• What is required:
Set down, exactly as written, every line from the top of the records below to the line containing "credentials or a", both ends included, and no others.

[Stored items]
+++

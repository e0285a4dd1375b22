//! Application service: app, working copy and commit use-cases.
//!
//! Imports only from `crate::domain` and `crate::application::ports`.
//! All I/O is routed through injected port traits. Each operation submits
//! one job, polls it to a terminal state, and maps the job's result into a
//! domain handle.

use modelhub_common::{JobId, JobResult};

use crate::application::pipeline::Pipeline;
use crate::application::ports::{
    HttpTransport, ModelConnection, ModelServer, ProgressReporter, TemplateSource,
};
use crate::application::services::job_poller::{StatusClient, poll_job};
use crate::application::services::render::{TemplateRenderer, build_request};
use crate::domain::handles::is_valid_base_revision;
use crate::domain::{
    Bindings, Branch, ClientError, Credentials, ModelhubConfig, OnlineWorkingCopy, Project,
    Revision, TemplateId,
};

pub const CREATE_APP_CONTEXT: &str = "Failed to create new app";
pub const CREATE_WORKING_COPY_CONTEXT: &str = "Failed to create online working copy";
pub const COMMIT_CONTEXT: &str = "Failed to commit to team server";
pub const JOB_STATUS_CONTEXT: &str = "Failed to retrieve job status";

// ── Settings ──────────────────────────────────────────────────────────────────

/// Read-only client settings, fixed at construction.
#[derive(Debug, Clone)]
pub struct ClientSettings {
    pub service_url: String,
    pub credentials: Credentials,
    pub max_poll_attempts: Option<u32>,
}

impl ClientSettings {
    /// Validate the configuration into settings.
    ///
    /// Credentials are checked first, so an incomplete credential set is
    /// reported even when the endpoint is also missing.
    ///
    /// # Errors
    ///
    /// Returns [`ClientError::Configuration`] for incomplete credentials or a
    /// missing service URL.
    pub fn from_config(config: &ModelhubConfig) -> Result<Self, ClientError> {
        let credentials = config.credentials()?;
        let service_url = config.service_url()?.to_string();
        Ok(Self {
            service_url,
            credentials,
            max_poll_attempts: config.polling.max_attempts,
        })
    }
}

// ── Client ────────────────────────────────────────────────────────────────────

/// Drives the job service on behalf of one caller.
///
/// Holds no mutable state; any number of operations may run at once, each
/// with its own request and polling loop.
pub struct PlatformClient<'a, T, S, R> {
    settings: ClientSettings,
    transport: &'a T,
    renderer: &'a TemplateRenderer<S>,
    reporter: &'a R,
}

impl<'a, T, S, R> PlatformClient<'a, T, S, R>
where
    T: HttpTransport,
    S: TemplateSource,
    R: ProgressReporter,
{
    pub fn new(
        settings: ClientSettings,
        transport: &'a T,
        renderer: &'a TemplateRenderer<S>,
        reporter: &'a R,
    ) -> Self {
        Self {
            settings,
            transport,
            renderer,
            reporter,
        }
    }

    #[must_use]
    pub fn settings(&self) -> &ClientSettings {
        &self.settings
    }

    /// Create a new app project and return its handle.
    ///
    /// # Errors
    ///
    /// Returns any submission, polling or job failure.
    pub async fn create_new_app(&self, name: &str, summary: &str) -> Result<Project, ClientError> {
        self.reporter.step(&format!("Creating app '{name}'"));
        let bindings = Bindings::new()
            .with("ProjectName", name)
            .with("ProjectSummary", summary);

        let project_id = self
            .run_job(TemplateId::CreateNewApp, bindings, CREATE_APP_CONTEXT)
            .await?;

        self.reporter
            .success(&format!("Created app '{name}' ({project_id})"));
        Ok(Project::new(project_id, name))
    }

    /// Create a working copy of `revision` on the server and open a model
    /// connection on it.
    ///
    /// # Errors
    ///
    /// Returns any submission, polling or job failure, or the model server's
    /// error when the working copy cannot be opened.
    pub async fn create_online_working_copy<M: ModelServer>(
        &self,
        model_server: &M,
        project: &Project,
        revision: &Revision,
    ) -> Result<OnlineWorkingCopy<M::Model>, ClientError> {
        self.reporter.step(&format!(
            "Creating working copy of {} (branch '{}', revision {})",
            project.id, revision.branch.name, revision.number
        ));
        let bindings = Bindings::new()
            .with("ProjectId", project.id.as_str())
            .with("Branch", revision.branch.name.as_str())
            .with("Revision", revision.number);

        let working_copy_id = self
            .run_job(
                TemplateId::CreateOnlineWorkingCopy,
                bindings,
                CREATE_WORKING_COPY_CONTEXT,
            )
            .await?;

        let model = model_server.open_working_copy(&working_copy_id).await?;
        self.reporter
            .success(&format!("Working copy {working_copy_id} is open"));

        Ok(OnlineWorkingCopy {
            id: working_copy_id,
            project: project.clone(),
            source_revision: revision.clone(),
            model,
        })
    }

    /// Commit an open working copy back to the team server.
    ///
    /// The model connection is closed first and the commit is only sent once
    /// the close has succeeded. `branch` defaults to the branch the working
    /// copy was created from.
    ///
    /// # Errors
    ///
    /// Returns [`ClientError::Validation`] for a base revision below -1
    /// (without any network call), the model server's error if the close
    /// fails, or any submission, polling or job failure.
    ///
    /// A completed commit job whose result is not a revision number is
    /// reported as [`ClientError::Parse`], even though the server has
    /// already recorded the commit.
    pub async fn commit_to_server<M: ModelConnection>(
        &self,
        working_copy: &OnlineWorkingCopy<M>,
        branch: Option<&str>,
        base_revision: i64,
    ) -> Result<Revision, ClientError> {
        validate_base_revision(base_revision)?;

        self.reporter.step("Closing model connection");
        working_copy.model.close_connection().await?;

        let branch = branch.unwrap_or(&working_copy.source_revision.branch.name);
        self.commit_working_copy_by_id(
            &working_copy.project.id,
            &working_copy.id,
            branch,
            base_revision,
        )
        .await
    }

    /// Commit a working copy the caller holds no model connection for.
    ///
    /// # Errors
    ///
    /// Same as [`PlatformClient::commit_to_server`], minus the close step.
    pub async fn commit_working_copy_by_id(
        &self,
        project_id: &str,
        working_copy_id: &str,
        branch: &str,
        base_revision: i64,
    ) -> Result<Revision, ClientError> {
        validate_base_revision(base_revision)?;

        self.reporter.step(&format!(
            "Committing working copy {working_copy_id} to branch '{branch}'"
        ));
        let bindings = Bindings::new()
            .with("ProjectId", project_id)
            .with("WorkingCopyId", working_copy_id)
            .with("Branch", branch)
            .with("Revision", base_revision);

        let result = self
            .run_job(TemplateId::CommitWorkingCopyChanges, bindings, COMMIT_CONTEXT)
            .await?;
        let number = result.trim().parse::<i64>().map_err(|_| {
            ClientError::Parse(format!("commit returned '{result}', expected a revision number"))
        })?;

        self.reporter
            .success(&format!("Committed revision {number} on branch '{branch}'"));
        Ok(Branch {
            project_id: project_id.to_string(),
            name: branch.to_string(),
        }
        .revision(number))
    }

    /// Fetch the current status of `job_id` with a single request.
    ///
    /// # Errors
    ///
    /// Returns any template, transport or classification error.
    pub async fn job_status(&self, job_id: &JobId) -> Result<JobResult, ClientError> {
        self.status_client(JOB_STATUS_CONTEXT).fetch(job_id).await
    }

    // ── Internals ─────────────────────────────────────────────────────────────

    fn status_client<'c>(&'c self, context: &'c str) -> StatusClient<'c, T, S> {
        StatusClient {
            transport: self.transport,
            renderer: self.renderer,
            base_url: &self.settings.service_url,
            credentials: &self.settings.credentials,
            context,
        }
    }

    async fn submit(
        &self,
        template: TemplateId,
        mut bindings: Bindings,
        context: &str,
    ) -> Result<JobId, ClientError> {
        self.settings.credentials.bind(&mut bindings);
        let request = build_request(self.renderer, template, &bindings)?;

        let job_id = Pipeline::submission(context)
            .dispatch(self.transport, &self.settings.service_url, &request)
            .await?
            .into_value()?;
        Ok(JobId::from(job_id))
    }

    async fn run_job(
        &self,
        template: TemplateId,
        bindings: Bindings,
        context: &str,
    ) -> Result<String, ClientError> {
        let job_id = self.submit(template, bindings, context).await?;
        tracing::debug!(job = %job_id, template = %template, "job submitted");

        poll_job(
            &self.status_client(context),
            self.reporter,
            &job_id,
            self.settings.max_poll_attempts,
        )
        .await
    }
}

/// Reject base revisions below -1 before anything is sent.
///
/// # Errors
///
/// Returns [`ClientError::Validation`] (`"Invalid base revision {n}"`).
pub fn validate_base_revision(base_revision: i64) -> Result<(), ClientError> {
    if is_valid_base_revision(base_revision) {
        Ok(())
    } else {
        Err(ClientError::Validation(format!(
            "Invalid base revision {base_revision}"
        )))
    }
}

+++

• Result below:
repository e0285a4dd1375b22
//! Application service: app, working copy and commit use-cases.
//!
//! Imports only from `crate::domain` and `crate::application::ports`.
//! All I/O is routed through injected port traits. Each operation submits
//! one job, polls it to a terminal state, and maps the job's result into a
//! domain handle.

use modelhub_common::{JobId, JobResult};

use crate::application::pipeline::Pipeline;
use crate::application::ports::{
    HttpTransport, ModelConnection, ModelServer, ProgressReporter, TemplateSource,
};
use crate::application::services::job_poller::{StatusClient, poll_job};
use crate::application::services::render::{TemplateRenderer, build_request};
use crate::domain::handles::is_valid_base_revision;
use crate::domain::{
    Bindings, Branch, ClientError, Credentials, ModelhubConfig, OnlineWorkingCopy, Project,
    Revision, TemplateId,
};

pub const CREATE_APP_CONTEXT: &str = "Failed to create new app";
pub const CREATE_WORKING_COPY_CONTEXT: &str = "Failed to create online working copy";
pub const COMMIT_CONTEXT: &str = "Failed to commit to team server";
pub const JOB_STATUS_CONTEXT: &str = "Failed to retrieve job status";

// ── Settings ──────────────────────────────────────────────────────────────────

/// Read-only client settings, fixed at construction.
#[derive(Debug, Clone)]
pub struct ClientSettings {
    pub service_url: String,
    pub credentials: Credentials,
    pub max_poll_attempts: Option<u32>,
}

impl ClientSettings {
    /// Validate the configuration into settings.
    ///
    /// Credentials are checked first, so an incomplete credential set is
    /// reported even when the endpoint is also missing.
    ///
    /// # Errors
    ///
    /// Returns [`ClientError::Configuration`] for incomplete credentials or a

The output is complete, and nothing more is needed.